::: Records for processing

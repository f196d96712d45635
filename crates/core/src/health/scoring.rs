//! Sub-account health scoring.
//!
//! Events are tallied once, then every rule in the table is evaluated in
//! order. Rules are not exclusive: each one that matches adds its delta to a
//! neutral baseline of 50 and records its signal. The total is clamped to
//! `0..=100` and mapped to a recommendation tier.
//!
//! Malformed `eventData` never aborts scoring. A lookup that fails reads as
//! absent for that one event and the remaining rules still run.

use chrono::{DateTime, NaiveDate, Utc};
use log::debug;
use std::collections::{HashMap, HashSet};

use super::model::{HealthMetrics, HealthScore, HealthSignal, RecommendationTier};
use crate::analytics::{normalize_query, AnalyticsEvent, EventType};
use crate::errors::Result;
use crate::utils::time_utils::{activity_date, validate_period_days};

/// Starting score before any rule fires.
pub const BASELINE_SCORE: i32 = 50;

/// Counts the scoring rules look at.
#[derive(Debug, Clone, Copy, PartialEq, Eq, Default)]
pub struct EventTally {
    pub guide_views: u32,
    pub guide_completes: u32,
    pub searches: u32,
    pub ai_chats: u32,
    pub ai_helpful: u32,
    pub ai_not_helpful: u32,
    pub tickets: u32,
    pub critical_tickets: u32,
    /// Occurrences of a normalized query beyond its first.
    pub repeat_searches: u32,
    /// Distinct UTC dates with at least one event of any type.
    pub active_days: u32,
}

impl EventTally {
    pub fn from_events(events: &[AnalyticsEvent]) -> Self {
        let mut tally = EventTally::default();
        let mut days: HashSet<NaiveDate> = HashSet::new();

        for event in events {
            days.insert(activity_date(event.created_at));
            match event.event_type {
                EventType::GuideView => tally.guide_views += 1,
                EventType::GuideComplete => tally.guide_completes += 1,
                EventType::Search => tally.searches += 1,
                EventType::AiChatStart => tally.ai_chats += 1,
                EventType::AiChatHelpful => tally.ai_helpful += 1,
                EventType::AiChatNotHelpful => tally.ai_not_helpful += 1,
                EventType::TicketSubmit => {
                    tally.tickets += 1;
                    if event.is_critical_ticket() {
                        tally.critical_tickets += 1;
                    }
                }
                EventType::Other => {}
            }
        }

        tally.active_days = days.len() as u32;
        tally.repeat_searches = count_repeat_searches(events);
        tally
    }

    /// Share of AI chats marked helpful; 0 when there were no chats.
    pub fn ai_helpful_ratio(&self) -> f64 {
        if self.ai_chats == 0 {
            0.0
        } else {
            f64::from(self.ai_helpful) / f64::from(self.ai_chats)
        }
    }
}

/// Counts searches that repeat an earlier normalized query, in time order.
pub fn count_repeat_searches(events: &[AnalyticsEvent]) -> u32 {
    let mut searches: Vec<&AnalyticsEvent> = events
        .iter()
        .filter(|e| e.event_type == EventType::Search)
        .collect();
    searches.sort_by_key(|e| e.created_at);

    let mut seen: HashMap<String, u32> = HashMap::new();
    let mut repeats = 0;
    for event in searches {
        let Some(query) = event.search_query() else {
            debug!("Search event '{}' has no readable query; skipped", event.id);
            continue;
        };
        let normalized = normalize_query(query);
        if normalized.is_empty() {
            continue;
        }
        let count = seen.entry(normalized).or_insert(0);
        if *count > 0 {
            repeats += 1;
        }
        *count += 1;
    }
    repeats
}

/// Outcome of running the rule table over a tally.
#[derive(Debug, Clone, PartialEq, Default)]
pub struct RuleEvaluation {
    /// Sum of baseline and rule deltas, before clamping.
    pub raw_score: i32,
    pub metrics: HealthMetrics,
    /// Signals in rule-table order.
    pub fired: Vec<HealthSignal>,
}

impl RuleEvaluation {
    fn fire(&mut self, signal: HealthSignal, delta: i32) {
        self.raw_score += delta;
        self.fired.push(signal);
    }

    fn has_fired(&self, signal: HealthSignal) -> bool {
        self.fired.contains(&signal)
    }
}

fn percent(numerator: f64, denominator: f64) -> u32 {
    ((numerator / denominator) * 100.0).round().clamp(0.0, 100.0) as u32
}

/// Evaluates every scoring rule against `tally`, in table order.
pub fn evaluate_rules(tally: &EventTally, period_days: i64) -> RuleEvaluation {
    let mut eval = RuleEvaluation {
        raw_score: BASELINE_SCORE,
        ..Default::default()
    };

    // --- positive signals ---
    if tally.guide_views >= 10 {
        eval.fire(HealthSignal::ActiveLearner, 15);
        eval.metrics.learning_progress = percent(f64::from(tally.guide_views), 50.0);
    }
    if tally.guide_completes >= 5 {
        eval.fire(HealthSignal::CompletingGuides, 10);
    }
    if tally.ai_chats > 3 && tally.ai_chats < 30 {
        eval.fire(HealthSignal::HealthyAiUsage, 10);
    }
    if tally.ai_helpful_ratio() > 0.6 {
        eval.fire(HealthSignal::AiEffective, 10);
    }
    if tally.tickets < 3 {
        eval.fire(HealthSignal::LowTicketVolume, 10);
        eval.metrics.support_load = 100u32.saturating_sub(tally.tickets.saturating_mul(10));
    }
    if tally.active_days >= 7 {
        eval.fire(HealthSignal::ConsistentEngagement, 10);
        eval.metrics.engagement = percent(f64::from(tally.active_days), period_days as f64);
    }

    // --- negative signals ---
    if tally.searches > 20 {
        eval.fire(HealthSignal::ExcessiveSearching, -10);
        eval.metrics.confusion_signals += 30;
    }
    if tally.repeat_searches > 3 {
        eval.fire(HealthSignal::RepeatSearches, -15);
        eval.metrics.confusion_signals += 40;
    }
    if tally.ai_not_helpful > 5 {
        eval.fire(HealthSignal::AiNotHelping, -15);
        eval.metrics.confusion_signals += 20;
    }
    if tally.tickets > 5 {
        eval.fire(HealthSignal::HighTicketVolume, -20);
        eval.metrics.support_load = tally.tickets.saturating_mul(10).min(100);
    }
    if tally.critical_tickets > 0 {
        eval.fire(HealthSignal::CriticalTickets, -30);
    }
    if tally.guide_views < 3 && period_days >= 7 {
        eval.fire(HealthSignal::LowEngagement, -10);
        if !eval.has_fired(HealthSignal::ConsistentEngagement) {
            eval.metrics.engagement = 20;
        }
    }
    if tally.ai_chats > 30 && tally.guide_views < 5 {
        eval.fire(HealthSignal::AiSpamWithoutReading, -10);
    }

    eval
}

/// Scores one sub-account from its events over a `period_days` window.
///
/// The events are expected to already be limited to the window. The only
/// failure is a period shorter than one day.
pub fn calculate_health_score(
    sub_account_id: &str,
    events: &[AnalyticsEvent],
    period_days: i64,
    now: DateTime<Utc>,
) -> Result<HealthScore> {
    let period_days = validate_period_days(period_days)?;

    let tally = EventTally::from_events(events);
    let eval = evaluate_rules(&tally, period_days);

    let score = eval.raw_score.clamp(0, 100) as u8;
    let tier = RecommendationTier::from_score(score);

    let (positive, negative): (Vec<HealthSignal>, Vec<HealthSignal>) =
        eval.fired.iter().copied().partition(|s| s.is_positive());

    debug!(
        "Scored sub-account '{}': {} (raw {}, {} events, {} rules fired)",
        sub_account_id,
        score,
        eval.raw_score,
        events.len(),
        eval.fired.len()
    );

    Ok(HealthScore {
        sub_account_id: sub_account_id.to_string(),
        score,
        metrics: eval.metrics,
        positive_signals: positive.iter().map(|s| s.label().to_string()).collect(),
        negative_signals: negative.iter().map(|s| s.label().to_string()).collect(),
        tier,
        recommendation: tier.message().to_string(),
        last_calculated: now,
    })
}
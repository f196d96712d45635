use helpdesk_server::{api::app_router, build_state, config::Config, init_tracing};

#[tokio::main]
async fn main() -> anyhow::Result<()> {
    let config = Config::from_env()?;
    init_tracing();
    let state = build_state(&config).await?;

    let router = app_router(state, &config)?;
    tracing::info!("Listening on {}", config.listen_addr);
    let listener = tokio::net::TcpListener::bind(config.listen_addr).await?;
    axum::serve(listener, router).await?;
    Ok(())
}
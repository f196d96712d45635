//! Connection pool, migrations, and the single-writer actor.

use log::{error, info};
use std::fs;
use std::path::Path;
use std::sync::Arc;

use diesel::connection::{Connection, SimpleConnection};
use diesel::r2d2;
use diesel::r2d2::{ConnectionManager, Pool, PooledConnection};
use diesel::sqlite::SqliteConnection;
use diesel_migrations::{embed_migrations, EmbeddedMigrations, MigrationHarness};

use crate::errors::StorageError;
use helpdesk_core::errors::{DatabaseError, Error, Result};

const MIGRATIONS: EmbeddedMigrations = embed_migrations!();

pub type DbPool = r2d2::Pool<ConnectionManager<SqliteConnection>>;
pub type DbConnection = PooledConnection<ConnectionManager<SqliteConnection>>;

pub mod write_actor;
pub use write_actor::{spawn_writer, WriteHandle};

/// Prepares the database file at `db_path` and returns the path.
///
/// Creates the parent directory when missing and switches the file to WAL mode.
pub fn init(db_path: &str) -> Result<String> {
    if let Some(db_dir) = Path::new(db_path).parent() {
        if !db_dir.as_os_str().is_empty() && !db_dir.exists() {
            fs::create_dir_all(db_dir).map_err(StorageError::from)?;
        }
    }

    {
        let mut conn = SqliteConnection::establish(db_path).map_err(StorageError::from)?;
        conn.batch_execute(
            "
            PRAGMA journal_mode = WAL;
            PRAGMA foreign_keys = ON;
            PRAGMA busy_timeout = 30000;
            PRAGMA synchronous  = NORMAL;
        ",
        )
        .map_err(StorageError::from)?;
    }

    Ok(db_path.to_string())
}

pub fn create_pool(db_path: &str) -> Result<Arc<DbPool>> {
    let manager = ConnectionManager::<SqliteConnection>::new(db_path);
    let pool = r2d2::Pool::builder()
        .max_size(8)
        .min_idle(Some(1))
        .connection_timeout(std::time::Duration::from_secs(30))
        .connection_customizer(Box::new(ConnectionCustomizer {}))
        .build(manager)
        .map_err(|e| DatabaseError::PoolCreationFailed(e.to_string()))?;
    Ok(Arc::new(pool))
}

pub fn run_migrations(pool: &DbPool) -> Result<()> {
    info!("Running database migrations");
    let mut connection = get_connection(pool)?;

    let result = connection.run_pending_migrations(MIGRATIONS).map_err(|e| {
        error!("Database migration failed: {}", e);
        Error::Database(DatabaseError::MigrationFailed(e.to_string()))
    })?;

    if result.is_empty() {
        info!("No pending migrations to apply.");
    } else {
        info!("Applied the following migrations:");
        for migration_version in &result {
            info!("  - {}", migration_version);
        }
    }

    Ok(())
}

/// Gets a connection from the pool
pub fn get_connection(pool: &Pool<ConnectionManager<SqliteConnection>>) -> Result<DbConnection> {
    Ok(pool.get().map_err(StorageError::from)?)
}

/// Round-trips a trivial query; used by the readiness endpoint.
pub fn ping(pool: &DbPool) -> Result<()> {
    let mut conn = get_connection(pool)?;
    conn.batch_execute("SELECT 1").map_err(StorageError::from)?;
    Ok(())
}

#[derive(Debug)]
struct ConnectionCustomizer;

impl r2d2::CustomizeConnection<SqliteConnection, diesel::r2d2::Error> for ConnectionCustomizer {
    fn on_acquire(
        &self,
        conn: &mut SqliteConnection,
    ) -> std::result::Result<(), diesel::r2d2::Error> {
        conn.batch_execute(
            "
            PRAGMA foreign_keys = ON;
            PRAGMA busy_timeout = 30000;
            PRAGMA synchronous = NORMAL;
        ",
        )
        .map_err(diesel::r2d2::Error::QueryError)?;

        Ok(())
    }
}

::::::

#### [Problem requirements]
What you give back must be the stretch above, starting at the line with "eval.metrics.confusion_signals += 20;" and ending at the line with "eval.fire(HealthSignal::CriticalTickets, -30);", copied exactly.

#### [Your response]
        eval.metrics.confusion_signals += 20;
    }
    if tally.tickets > 5 {
        eval.fire(HealthSignal::HighTicketVolume, -20);
        eval.metrics.support_load = tally.tickets.saturating_mul(10).min(100);
    }
    if tally.critical_tickets > 0 {
        eval.fire(HealthSignal::CriticalTickets, -30);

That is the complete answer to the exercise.